Berbeda dengan sistem Kapitalis sekuler saat ini hanya mampu terus merusak dan mustahil untuk menciptakan perbaikan generasi.
Dengan banyaknya aturan dalam Islam, hal ini memungkinkan setiap manusia selalu berada pada porosnya, termasuk anak-anak yang menjaga fitrah kesuciannya hingga dihalalkan menurut syariat Islam.
Dengan hegemoni liberalisme saat ini, para peguasa harusnya berpikir bahwa ada problem sistem yang menghasilkan kualitas generasi yang bobrok, yakni generasi yang matang secara seksual, tapi tidak matang secara mental spiritual.

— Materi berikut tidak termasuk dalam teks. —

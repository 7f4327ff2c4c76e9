//! Common test utilities for chronicle integration tests
//!
//! Stamps, engines over fresh stores, and small graph fixtures shared by
//! the authoring, schema, load-phase and persistence suites.

#![allow(dead_code)]

use chrono::{DateTime, Duration, TimeZone, Utc};
use chronicle::{
    Engine, EngineConfig, FieldDefinition, FieldType, Handle, MemoryStore, PublicId, Stamp, Status,
};
use std::sync::Arc;

/// Fixed reference time so stamp ordering is deterministic
pub fn t0() -> DateTime<Utc> {
    Utc.with_ymd_and_hms(2024, 1, 31, 0, 0, 0).unwrap()
}

/// Reference by name
pub fn id(name: &str) -> PublicId {
    PublicId::from_name(name)
}

/// An active stamp `days` after `t0` by author U, module M, on path P
pub fn stamp_at(days: i64) -> Stamp {
    Stamp::new(Status::Active, t0() + Duration::days(days), id("U"), id("M"), id("P"))
}

pub fn stamp() -> Stamp {
    stamp_at(0)
}

pub fn stamp_with(status: Status, days: i64) -> Stamp {
    Stamp {
        status,
        ..stamp_at(days)
    }
}

/// Engine over an in-memory store that can be shared with the test
pub fn engine_with_store(config: EngineConfig) -> (Engine, Arc<MemoryStore>) {
    let store = Arc::new(MemoryStore::new());
    let engine = Engine::open(store.clone(), config).unwrap();
    (engine, store)
}

pub fn handle(engine: &Engine, name: &str) -> Handle {
    engine
        .lookup(&id(name))
        .unwrap()
        .unwrap_or_else(|| panic!("{name} was never resolved"))
}

/// Define pattern `name` with slots (STRING, COMPONENT_FIELD) in its own session
pub fn define_text_and_component_pattern(engine: &Engine, name: &str) {
    let mut session = engine.open_session(stamp());
    session
        .compose_pattern(id(name))
        .meaning(id("Pattern meaning"))
        .purpose(id("Pattern purpose"))
        .field(FieldDefinition::new(id("Label"), id("Display"), FieldType::String).with_name("label"))
        .field(
            FieldDefinition::new(id("Target"), id("Navigation"), FieldType::Component)
                .with_type_concept(id("Component field type")),
        );
    session.commit().unwrap();
}

/// Everything a fresh reader can observe, for comparing two engines
pub fn observable(engine: &Engine, names: &[&str]) -> Vec<(String, Vec<Handle>, Vec<Handle>, usize)> {
    names
        .iter()
        .map(|name| {
            let handle = handle(engine, name);
            let mut children = engine.children(handle);
            children.sort();
            (
                name.to_string(),
                engine.parents(handle),
                children,
                engine.descriptions(handle).len(),
            )
        })
        .collect()
}
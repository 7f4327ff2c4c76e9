//! Identity resolution: references, handles, and the shared handle table

mod handle;
mod public_id;
mod resolver;

pub use handle::{Handle, HandleState, IdentityDelta, IdentityRecord};
pub use public_id::{PublicId, CHRONICLE_NAMESPACE};
pub use resolver::{IdentityError, IdentityResolver, ResolutionScope};
//! Authoring sessions: the unit of atomicity
//!
//! A session is opened against one stamp, accumulates builders and commits
//! them together. Either every version of the session becomes visible or
//! none does.

mod commit;
mod error;
mod state;

pub use commit::CommitReceipt;
pub use error::{BuilderRef, CommitError, Offender};
pub use state::SessionState;

use crate::builder::{Builder, ConceptBuilder, PatternBuilder, SemanticBuilder};
use crate::graph::{Engine, EntityKind, Stamp};
use crate::identity::PublicId;
use tracing::{info_span, warn};

/// Accumulates builders under one stamp until commit.
///
/// Not meant to be shared between threads: builders are filled in through
/// `&mut` borrows. Independent builders may still be built elsewhere in
/// parallel and handed over with [`AuthoringSession::add`].
pub struct AuthoringSession<'e> {
    engine: &'e Engine,
    id: u64,
    stamp: Stamp,
    state: SessionState,
    builders: Vec<Builder>,
}

impl<'e> AuthoringSession<'e> {
    pub(crate) fn new(engine: &'e Engine, id: u64, stamp: Stamp) -> Self {
        Self {
            engine,
            id,
            stamp,
            state: SessionState::Open,
            builders: Vec::new(),
        }
    }

    pub fn id(&self) -> u64 {
        self.id
    }

    pub fn stamp(&self) -> &Stamp {
        &self.stamp
    }

    pub fn state(&self) -> SessionState {
        self.state
    }

    /// Builders accumulated so far, in composition order
    pub fn builders(&self) -> &[Builder] {
        &self.builders
    }

    pub fn len(&self) -> usize {
        self.builders.len()
    }

    pub fn is_empty(&self) -> bool {
        self.builders.is_empty()
    }

    fn push(&mut self, builder: Builder) -> &mut Builder {
        self.builders.push(builder);
        let last = self.builders.len() - 1;
        &mut self.builders[last]
    }

    /// Start a fresh builder of `kind` bound to `reference`.
    ///
    /// Returns `None` for [`EntityKind::Description`]: descriptions are
    /// composed through their owner's `DescriptionFacet`.
    pub fn compose(&mut self, kind: EntityKind, reference: PublicId) -> Option<&mut Builder> {
        let builder = Builder::for_kind(kind, reference)?;
        Some(self.push(builder))
    }

    pub fn compose_concept(&mut self, reference: PublicId) -> &mut ConceptBuilder {
        match self.push(ConceptBuilder::new(reference).into()) {
            Builder::Concept(b) => b,
            _ => unreachable!("just pushed a concept builder"),
        }
    }

    pub fn compose_pattern(&mut self, reference: PublicId) -> &mut PatternBuilder {
        match self.push(PatternBuilder::new(reference).into()) {
            Builder::Pattern(b) => b,
            _ => unreachable!("just pushed a pattern builder"),
        }
    }

    pub fn compose_semantic(&mut self, reference: PublicId) -> &mut SemanticBuilder {
        match self.push(SemanticBuilder::new(reference).into()) {
            Builder::Semantic(b) => b,
            _ => unreachable!("just pushed a semantic builder"),
        }
    }

    /// Hand over a builder that was filled in outside the session.
    pub fn add(&mut self, builder: impl Into<Builder>) -> &mut Builder {
        self.push(builder.into())
    }

    /// Commit every accumulated builder under this session's stamp.
    ///
    /// On failure the session is aborted and the store is left untouched.
    pub fn commit(&mut self) -> Result<CommitReceipt, CommitError> {
        if self.state != SessionState::Open {
            return Err(CommitError::InvalidState { state: self.state });
        }
        let span = info_span!("commit", session = self.id, builders = self.builders.len());
        let _enter = span.enter();

        self.state = SessionState::Committing;
        let builders = std::mem::take(&mut self.builders);
        match commit::commit(self.engine, &self.stamp, &builders) {
            Ok(receipt) => {
                self.state = SessionState::Closed;
                Ok(receipt)
            }
            Err(e) => {
                self.state = SessionState::Aborted;
                warn!(error = %e, "commit aborted");
                Err(e)
            }
        }
    }

    /// Discard every accumulated builder.
    pub fn abort(&mut self) -> Result<(), CommitError> {
        if self.state != SessionState::Open {
            return Err(CommitError::InvalidState { state: self.state });
        }
        self.state = SessionState::Aborted;
        let discarded = std::mem::take(&mut self.builders).len();
        warn!(session = self.id, discarded, "session aborted");
        Ok(())
    }
}

impl std::fmt::Debug for AuthoringSession<'_> {
    fn fmt(&self, f: &mut std::fmt::Formatter<'_>) -> std::fmt::Result {
        f.debug_struct("AuthoringSession")
            .field("id", &self.id)
            .field("stamp", &self.stamp)
            .field("state", &self.state)
            .field("builders", &self.builders.len())
            .finish()
    }
}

Sedang dalam Islam, penyiapan generasi yang cerdas dan berakhlak mulia menjadi tujuan para penguasa dan kaum ibu, dengan sistem pendidikan islam yang mumpuni semua itu bisa melahirkan generasi yang unggul. Contohnya, pada masa kekhalifahan, banyak ulama yang dihasilkan karena peradaban dan kekuasaan Islam. Tak hanya mencerdaskan, namun membentuk anak yang bervisi surga, bermanfaat bagi manusia. Sehingga, tidak menjadi masalah ketika seorang anak yang sudah baligh menikah menurut pandangan syara’ karena dalam Islam tidak ada yang disebut “remaja”, melainkan setelah baligh mereka sudah disebut dewasa. Hal ini karena persiapan yang matang sedari anak kecil, bahkan sejak dalam kandungan. Inilah yang membuat umat Islam memiliki SDM unggul, siap diberdayakan untuk membangun peradaban.